[Stored data]
//! The async categorization pipeline.
//!
//! Front door for asynchronous and bulk categorization: submits durable
//! jobs for the worker, serves results from the two-tier cache, and runs
//! bulk batches synchronously with cache partitioning.

use std::sync::atomic::{AtomicU64, Ordering};
use std::sync::Arc;

use serde_json::Value as JsonValue;
use tracing::{debug, info};
use uuid::Uuid;

use mailsort_core::{
    content_fingerprint, Categorization, Job, JobKind, JobRepository, PipelineMetrics, QueueStats,
    Result, StandaloneEmail, ThreadedEmail,
};
use mailsort_engine::CategorizationEngine;

use crate::two_tier::TwoTierResultCache;

/// Outcome of a bulk submission.
#[derive(Debug, Clone)]
pub struct BulkOutcome {
    /// One result per input email, in input order.
    pub results: Vec<Categorization>,
    /// How many came from the cache.
    pub cache_hits: usize,
    /// How many were processed through the engine.
    pub processed: usize,
}

/// The categorization task pipeline.
pub struct TaskPipeline {
    jobs: Arc<dyn JobRepository>,
    cache: Arc<TwoTierResultCache>,
    engine: Arc<CategorizationEngine>,
    batches: AtomicU64,
    batch_emails: AtomicU64,
}

impl TaskPipeline {
    pub fn new(
        jobs: Arc<dyn JobRepository>,
        cache: Arc<TwoTierResultCache>,
        engine: Arc<CategorizationEngine>,
    ) -> Self {
        Self {
            jobs,
            cache,
            engine,
            batches: AtomicU64::new(0),
            batch_emails: AtomicU64::new(0),
        }
    }

    /// The result cache, shared with the worker.
    pub fn cache(&self) -> &Arc<TwoTierResultCache> {
        &self.cache
    }

    /// Queue a raw payload of the given kind.
    pub async fn submit(&self, kind: JobKind, payload: JsonValue) -> Result<Uuid> {
        let id = self.jobs.queue(kind, payload).await?;
        debug!(
            subsystem = "jobs",
            component = "pipeline",
            op = "submit",
            job_id = %id,
            "Job queued"
        );
        Ok(id)
    }

    /// Queue a standalone email for background categorization.
    pub async fn submit_standalone(&self, email: &StandaloneEmail) -> Result<Uuid> {
        self.submit(JobKind::Standalone, serde_json::to_value(email)?)
            .await
    }

    /// Queue a threaded email for background categorization.
    pub async fn submit_threaded(&self, email: &ThreadedEmail) -> Result<Uuid> {
        self.submit(JobKind::Threaded, serde_json::to_value(email)?)
            .await
    }

    /// Look up a job. Unknown ids are `None`, never a default status.
    pub async fn job_status(&self, id: Uuid) -> Result<Option<Job>> {
        self.jobs.get(id).await
    }

    /// Cache a result under an arbitrary key.
    pub async fn cache_result(&self, key: &str, result: &Categorization) -> Result<()> {
        self.cache.put(key, result).await
    }

    /// Look up a cached result by key.
    pub async fn get_cached_result(&self, key: &str) -> Result<Option<Categorization>> {
        self.cache.get(key).await
    }

    /// The two cache keys for an email: its id and its content fingerprint.
    pub fn result_keys(email: &StandaloneEmail) -> (String, String) {
        (
            email.email_id.clone(),
            content_fingerprint(&email.subject, &email.body),
        )
    }

    /// Check the cache under both the email-id and fingerprint keys.
    pub async fn lookup(&self, email: &StandaloneEmail) -> Result<Option<Categorization>> {
        let (id_key, fp_key) = Self::result_keys(email);
        if let Some(result) = self.cache.get(&id_key).await? {
            return Ok(Some(result));
        }
        self.cache.get(&fp_key).await
    }

    /// Process a batch synchronously. Cache hits are returned as-is;
    /// misses run through the engine and are cached under both keys.
    pub async fn submit_bulk(&self, emails: &[StandaloneEmail]) -> Result<BulkOutcome> {
        let mut results = Vec::with_capacity(emails.len());
        let mut cache_hits = 0;
        let mut processed = 0;

        for email in emails {
            if let Some(cached) = self.lookup(email).await? {
                debug!(
                    subsystem = "jobs",
                    component = "pipeline",
                    op = "bulk",
                    email_id = %email.email_id,
                    "Bulk cache hit"
                );
                cache_hits += 1;
                results.push(cached);
                continue;
            }

            let result = self.engine.categorize_standalone(email).await;
            let (id_key, fp_key) = Self::result_keys(email);
            self.cache.put(&id_key, &result).await?;
            self.cache.put(&fp_key, &result).await?;
            processed += 1;
            results.push(result);
        }

        self.record_batch(emails.len() as u64);
        info!(
            subsystem = "jobs",
            component = "pipeline",
            op = "bulk",
            result_count = emails.len(),
            cache_hits,
            processed,
            "Bulk batch processed"
        );

        Ok(BulkOutcome {
            results,
            cache_hits,
            processed,
        })
    }

    /// Record a processed batch of `n` emails in the throughput metrics.
    pub fn record_batch(&self, n: u64) {
        self.batches.fetch_add(1, Ordering::Relaxed);
        self.batch_emails.fetch_add(n, Ordering::Relaxed);
    }

    /// Aggregate cache and batch metrics.
    pub fn metrics(&self) -> PipelineMetrics {
        let batches = self.batches.load(Ordering::Relaxed);
        let emails = self.batch_emails.load(Ordering::Relaxed);
        PipelineMetrics {
            cache_hits: self.cache.hits(),
            cache_misses: self.cache.misses(),
            batches_processed: batches,
            avg_batch_size: if batches > 0 {
                emails as f64 / batches as f64
            } else {
                0.0
            },
        }
    }

    /// Queue statistics.
    pub async fn queue_stats(&self) -> Result<QueueStats> {
        self.jobs.stats().await
    }

    /// Delete terminal job records. The result caches are untouched.
    pub async fn clear_completed(&self) -> Result<u64> {
        self.jobs.clear_terminal().await
    }
}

◆ Task to carry out ◆
In the records above, find each line with the word "both" and copy it out.

◆ Written response ◆
    /// Check the cache under both the email-id and fingerprint keys.
    /// misses run through the engine and are cached under both keys.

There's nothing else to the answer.